• **Task to complete**
Count every line below in which "await" occurs, then give only the count.

*** Opening of Data to process ***

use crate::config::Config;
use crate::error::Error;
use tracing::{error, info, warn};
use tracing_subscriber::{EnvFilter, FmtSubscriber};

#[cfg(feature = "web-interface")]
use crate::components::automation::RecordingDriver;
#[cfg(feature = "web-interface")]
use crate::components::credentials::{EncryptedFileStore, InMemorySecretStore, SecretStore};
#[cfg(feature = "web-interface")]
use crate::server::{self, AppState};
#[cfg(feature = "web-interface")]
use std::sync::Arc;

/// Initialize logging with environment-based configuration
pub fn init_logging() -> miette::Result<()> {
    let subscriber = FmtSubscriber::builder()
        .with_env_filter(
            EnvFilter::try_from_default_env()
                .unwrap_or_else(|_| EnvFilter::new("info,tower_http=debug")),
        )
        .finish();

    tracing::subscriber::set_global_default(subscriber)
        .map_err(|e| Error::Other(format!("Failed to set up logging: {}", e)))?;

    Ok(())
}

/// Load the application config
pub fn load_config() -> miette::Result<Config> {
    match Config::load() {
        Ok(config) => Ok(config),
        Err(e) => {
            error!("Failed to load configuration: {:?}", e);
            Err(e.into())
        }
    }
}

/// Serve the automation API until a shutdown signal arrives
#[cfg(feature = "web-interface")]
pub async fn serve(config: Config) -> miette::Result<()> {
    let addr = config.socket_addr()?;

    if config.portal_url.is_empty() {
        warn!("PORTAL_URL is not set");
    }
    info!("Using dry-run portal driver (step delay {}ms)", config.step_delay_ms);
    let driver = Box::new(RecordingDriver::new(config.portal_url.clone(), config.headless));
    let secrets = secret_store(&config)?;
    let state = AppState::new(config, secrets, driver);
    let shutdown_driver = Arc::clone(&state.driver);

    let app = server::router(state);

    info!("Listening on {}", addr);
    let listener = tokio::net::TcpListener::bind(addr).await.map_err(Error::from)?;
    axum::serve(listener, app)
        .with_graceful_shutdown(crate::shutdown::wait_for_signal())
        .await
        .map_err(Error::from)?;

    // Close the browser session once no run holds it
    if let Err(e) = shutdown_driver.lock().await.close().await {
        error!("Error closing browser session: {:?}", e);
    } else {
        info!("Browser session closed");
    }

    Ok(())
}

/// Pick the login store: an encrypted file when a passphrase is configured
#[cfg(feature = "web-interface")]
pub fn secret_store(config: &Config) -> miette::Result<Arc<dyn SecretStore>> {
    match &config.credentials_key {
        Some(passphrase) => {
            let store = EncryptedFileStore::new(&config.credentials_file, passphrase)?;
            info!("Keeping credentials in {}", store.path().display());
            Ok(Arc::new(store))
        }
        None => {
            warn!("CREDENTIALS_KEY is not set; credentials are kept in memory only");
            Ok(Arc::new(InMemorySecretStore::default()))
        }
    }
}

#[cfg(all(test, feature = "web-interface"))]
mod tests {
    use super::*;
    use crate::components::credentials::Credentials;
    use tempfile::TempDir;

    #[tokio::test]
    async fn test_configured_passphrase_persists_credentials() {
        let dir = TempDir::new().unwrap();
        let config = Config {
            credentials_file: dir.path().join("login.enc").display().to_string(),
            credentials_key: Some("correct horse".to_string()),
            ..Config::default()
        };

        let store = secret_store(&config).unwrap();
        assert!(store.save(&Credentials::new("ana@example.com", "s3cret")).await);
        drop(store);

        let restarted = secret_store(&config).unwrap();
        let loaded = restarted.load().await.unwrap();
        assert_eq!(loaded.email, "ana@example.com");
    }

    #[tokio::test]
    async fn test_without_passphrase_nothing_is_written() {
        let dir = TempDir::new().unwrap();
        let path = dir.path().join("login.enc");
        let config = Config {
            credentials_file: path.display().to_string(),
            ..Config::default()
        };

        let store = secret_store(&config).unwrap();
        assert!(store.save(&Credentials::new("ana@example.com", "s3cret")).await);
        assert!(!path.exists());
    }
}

*** Close of Data to process ***

• **Task result**
6